What you are asked to do: Provide nothing except how many lines of the data contain the word "today".

Source material:

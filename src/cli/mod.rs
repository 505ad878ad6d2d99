pub mod day;
pub mod import;
pub mod journal;
pub mod overview;
pub mod parsing;
pub mod rules;

use std::path::PathBuf;

use anyhow::Result;
use chrono::NaiveDate;
use clap::{Parser, Subcommand};
use day::{process_day_command, DayCommand};
use import::{process_import_command, ImportCommand};
use journal::{process_blog_command, process_note_command, BlogCommand, NoteCommand};
use overview::{process_dates_command, process_overview_command, OverviewCommand};
use rules::{process_config_command, process_rules_command, ConfigCommand, RulesCommand};
use tracing::{debug, level_filters::LevelFilter};

use crate::{
    storage::{
        event_store::FileEventStore,
        settings::{SettingsProvider, SettingsStore},
    },
    utils::{
        clock::{Clock, DefaultClock},
        dir::{create_application_default_path, ensure_dir},
        logging::{enable_logging, CLI_PREFIX},
    },
};

#[derive(Parser, Debug)]
#[command(name = "Focuslog", version, long_about = None)]
#[command(about = "Turns recorded window focus and keyboard activity into time reports", long_about = None)]
struct Args {
    #[command(subcommand)]
    commands: Commands,
    #[arg(
        long,
        global = true,
        help = "Application directory. By default uses $XDG_STATE_HOME or $HOME/.local/state"
    )]
    dir: Option<PathBuf>,
    #[arg(long, global = true, help = "Log level written into the log files, for example debug")]
    log: Option<LevelFilter>,
    #[arg(long, global = true, help = "Also print logs to the console")]
    log_console: bool,
}

#[derive(Subcommand, Debug)]
#[command(version, about, long_about = None)]
enum Commands {
    #[command(about = "Time spent per app and category during one day")]
    Day {
        #[command(flatten)]
        command: DayCommand,
    },
    #[command(about = "Activity heatmap over a range of days")]
    Overview {
        #[command(flatten)]
        command: OverviewCommand,
    },
    #[command(about = "List the days which have recorded data")]
    Dates,
    #[command(about = "Import window, key and note records from json lines")]
    Import {
        #[command(flatten)]
        command: ImportCommand,
    },
    #[command(about = "Write a timestamped note")]
    Note {
        #[command(flatten)]
        command: NoteCommand,
    },
    #[command(about = "Show or replace the blog of a day")]
    Blog {
        #[command(flatten)]
        command: BlogCommand,
    },
    #[command(about = "Manage category rules and focus categories")]
    Rules {
        #[command(subcommand)]
        command: RulesCommand,
    },
    #[command(about = "Show or change general settings")]
    Config {
        #[command(flatten)]
        command: ConfigCommand,
    },
    #[command(about = "Delete records older than the retention period")]
    Purge,
}

/// Everything a command needs to run.
pub struct AppContext {
    pub store: FileEventStore,
    pub settings: SettingsStore,
    pub clock: Box<dyn Clock>,
}

impl AppContext {
    pub fn open(dir: PathBuf, clock: Box<dyn Clock>) -> Result<Self> {
        Ok(Self {
            store: FileEventStore::new(dir.join("records"))?,
            settings: SettingsStore::new(dir.join("settings.json")),
            clock,
        })
    }
}

pub async fn run_cli() -> Result<()> {
    let args = Args::parse();

    let dir = match args.dir {
        Some(dir) => ensure_dir(dir)?,
        None => create_application_default_path()?,
    };
    enable_logging(CLI_PREFIX, &dir, args.log, args.log_console)?;
    debug!("Using application directory {dir:?}");

    let context = AppContext::open(dir, Box::new(DefaultClock))?;

    match args.commands {
        Commands::Day { command } => process_day_command(&context, command).await,
        Commands::Overview { command } => process_overview_command(&context, command).await,
        Commands::Dates => process_dates_command(&context).await,
        Commands::Import { command } => process_import_command(&context, command).await,
        Commands::Note { command } => process_note_command(&context, command).await,
        Commands::Blog { command } => process_blog_command(&context, command).await,
        Commands::Rules { command } => process_rules_command(&context, command).await,
        Commands::Config { command } => process_config_command(&context, command).await,
        Commands::Purge => process_purge_command(&context).await,
    }
}

async fn process_purge_command(context: &AppContext) -> Result<()> {
    let settings = context.settings.settings().await?;
    let today = context.clock.today(settings.day_boundary_hour);

    match retention_cutoff(today, settings.data_retention_days) {
        Some(cutoff) => {
            let removed = context.store.purge_older_than(cutoff).await?;
            println!("Removed {removed} day files older than {cutoff}");
        }
        None => println!("Retention is disabled, nothing removed"),
    }
    Ok(())
}

/// First logical date that is kept when `retention_days` days are retained, today included.
/// Zero disables retention.
fn retention_cutoff(today: NaiveDate, retention_days: u32) -> Option<NaiveDate> {
    if retention_days == 0 {
        return None;
    }
    today.checked_sub_days(chrono::Days::new(u64::from(retention_days) - 1))
}
use std::sync::Arc;

use chrono::{DateTime, NaiveDate, Utc};
use serde::{Deserialize, Serialize};

/// "This application/window became focused at this instant". Recorded by the capture daemon and
/// never modified afterwards, apart from the store refreshing the title/url of an identical
/// `(timestamp, app_name)` pair.
#[derive(PartialEq, Eq, Debug, Serialize, Deserialize, Clone)]
pub struct WindowEvent {
    pub timestamp: DateTime<Utc>,
    pub app_name: Arc<str>,
    #[serde(default, skip_serializing_if = "Option::is_none")]
    pub window_title: Option<Arc<str>>,
    #[serde(default, skip_serializing_if = "Option::is_none")]
    pub browser_url: Option<Arc<str>>,
    pub logical_date: NaiveDate,
}

impl WindowEvent {
    pub fn new(timestamp: DateTime<Utc>, app_name: impl Into<Arc<str>>, logical_date: NaiveDate) -> Self {
        Self {
            timestamp,
            app_name: app_name.into(),
            window_title: None,
            browser_url: None,
            logical_date,
        }
    }

    pub fn with_title(self, title: impl Into<Arc<str>>) -> Self {
        Self {
            window_title: Some(title.into()),
            ..self
        }
    }

    pub fn with_url(self, url: impl Into<Arc<str>>) -> Self {
        Self {
            browser_url: Some(url.into()),
            ..self
        }
    }
}

/// Number of keys pressed during the sampling interval ending at `timestamp`. Not cumulative.
#[derive(PartialEq, Eq, Debug, Serialize, Deserialize, Clone)]
pub struct KeyEvent {
    pub timestamp: DateTime<Utc>,
    pub key_count: u64,
    pub logical_date: NaiveDate,
}

#[derive(PartialEq, Eq, Debug, Serialize, Deserialize, Clone)]
pub struct Note {
    pub timestamp: DateTime<Utc>,
    pub content: String,
    pub logical_date: NaiveDate,
}

/// Free-text log for a whole logical date.
#[derive(PartialEq, Eq, Debug, Serialize, Deserialize, Clone)]
pub struct DailyBlog {
    pub logical_date: NaiveDate,
    pub content: String,
}
//!  Storage is organized through [event_store::FileEventStore] and [settings::SettingsStore].
//!  The basic idea is:
//!   - Events are written by an external capture daemon (or `focuslog import`) and never edited
//!     by the reports.
//!   - Records are grouped by logical date: one file per table and date.
//!   - Settings live in a single json file next to the records.

pub mod entities;
pub mod event_store;
pub mod settings;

Written response: 5